-- EXERCISE BRIEF --
Take each line below that has "Result" and copy it.

[Stored data entries]
━━━
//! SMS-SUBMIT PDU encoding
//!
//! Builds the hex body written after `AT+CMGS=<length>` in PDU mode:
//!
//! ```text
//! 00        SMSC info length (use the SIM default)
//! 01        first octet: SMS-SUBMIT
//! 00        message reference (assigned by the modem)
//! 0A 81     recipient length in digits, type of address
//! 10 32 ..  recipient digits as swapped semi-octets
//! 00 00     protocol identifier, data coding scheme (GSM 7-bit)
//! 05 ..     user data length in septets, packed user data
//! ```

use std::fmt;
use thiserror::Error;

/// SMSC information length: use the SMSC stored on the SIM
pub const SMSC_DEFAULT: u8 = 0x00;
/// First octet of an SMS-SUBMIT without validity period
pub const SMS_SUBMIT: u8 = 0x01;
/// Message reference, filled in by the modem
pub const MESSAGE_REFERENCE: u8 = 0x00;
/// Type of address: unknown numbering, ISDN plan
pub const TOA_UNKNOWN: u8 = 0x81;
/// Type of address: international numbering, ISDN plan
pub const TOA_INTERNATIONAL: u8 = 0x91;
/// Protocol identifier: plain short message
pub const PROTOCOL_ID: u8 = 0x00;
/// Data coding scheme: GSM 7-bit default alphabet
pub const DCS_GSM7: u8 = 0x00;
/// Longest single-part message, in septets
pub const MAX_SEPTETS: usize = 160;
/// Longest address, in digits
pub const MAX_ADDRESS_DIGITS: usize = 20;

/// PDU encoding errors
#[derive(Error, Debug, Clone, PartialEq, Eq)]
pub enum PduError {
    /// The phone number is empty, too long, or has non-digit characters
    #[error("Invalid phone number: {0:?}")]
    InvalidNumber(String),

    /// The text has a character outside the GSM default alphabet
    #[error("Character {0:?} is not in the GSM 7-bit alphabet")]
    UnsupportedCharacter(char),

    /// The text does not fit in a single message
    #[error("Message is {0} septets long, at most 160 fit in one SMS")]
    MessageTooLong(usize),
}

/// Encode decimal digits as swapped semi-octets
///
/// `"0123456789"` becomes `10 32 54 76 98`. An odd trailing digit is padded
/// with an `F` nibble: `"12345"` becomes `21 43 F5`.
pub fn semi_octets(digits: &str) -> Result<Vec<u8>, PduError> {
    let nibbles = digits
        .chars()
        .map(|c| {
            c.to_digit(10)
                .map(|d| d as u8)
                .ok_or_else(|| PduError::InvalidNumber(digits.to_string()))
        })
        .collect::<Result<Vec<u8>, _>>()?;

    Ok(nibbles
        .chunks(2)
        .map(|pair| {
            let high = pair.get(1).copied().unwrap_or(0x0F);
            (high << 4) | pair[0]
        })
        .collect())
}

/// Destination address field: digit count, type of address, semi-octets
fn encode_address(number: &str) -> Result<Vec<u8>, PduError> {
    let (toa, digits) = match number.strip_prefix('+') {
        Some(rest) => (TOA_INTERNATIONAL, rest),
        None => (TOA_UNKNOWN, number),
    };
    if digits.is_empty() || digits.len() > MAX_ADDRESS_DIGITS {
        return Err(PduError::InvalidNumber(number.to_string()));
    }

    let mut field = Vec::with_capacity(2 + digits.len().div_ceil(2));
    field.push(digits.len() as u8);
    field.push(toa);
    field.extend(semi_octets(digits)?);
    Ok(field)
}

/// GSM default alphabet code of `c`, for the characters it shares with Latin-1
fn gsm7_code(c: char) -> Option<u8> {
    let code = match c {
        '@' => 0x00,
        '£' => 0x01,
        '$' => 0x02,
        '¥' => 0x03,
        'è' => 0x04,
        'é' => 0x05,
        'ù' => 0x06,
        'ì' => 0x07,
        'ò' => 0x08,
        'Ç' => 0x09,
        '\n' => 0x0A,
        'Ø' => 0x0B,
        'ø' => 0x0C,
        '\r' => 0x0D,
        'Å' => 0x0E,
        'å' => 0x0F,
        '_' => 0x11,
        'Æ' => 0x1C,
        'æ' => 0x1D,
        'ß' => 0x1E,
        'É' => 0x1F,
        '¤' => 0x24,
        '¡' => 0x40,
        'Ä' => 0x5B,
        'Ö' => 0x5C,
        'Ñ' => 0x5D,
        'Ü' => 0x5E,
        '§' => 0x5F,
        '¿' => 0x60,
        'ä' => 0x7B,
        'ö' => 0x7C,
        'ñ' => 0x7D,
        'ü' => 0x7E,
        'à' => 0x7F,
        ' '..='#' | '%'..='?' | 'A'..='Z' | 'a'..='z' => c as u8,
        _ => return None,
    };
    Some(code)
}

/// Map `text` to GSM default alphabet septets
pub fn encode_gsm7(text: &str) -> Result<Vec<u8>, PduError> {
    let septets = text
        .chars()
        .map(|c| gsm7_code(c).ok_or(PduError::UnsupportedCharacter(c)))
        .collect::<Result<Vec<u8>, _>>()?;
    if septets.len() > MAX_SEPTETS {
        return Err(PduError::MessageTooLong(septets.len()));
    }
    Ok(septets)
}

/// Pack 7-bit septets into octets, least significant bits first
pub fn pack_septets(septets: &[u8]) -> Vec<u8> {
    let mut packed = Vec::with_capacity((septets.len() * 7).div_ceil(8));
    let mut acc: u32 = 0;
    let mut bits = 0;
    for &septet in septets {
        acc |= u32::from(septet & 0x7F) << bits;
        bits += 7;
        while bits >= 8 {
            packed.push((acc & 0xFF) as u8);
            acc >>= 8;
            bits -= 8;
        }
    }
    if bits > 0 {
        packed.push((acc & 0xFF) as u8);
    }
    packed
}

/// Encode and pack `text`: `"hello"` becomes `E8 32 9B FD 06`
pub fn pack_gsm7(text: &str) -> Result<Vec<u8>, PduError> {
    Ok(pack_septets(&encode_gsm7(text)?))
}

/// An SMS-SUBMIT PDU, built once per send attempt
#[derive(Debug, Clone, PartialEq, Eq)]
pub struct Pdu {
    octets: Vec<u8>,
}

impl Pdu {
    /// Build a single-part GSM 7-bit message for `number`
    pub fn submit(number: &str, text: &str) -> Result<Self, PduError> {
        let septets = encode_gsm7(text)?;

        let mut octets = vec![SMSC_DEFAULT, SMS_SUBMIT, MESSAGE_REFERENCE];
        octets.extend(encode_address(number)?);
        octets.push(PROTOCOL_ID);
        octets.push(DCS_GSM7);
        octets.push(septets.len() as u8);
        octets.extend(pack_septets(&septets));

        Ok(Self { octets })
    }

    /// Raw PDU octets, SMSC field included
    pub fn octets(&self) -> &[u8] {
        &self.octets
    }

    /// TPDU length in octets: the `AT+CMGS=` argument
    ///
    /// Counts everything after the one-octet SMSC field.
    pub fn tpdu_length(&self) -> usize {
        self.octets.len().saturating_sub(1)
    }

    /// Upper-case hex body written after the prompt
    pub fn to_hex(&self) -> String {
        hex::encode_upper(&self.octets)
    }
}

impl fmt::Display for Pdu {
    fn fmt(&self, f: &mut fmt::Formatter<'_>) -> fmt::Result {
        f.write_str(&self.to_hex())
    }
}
━━━
-- OUTPUT FOR THIS EXERCISE --
pub fn semi_octets(digits: &str) -> Result<Vec<u8>, PduError> {
        .collect::<Result<Vec<u8>, _>>()?;
fn encode_address(number: &str) -> Result<Vec<u8>, PduError> {
pub fn encode_gsm7(text: &str) -> Result<Vec<u8>, PduError> {
        .collect::<Result<Vec<u8>, _>>()?;
pub fn pack_gsm7(text: &str) -> Result<Vec<u8>, PduError> {
    pub fn submit(number: &str, text: &str) -> Result<Self, PduError> {
    fn fmt(&self, f: &mut fmt::Formatter<'_>) -> fmt::Result {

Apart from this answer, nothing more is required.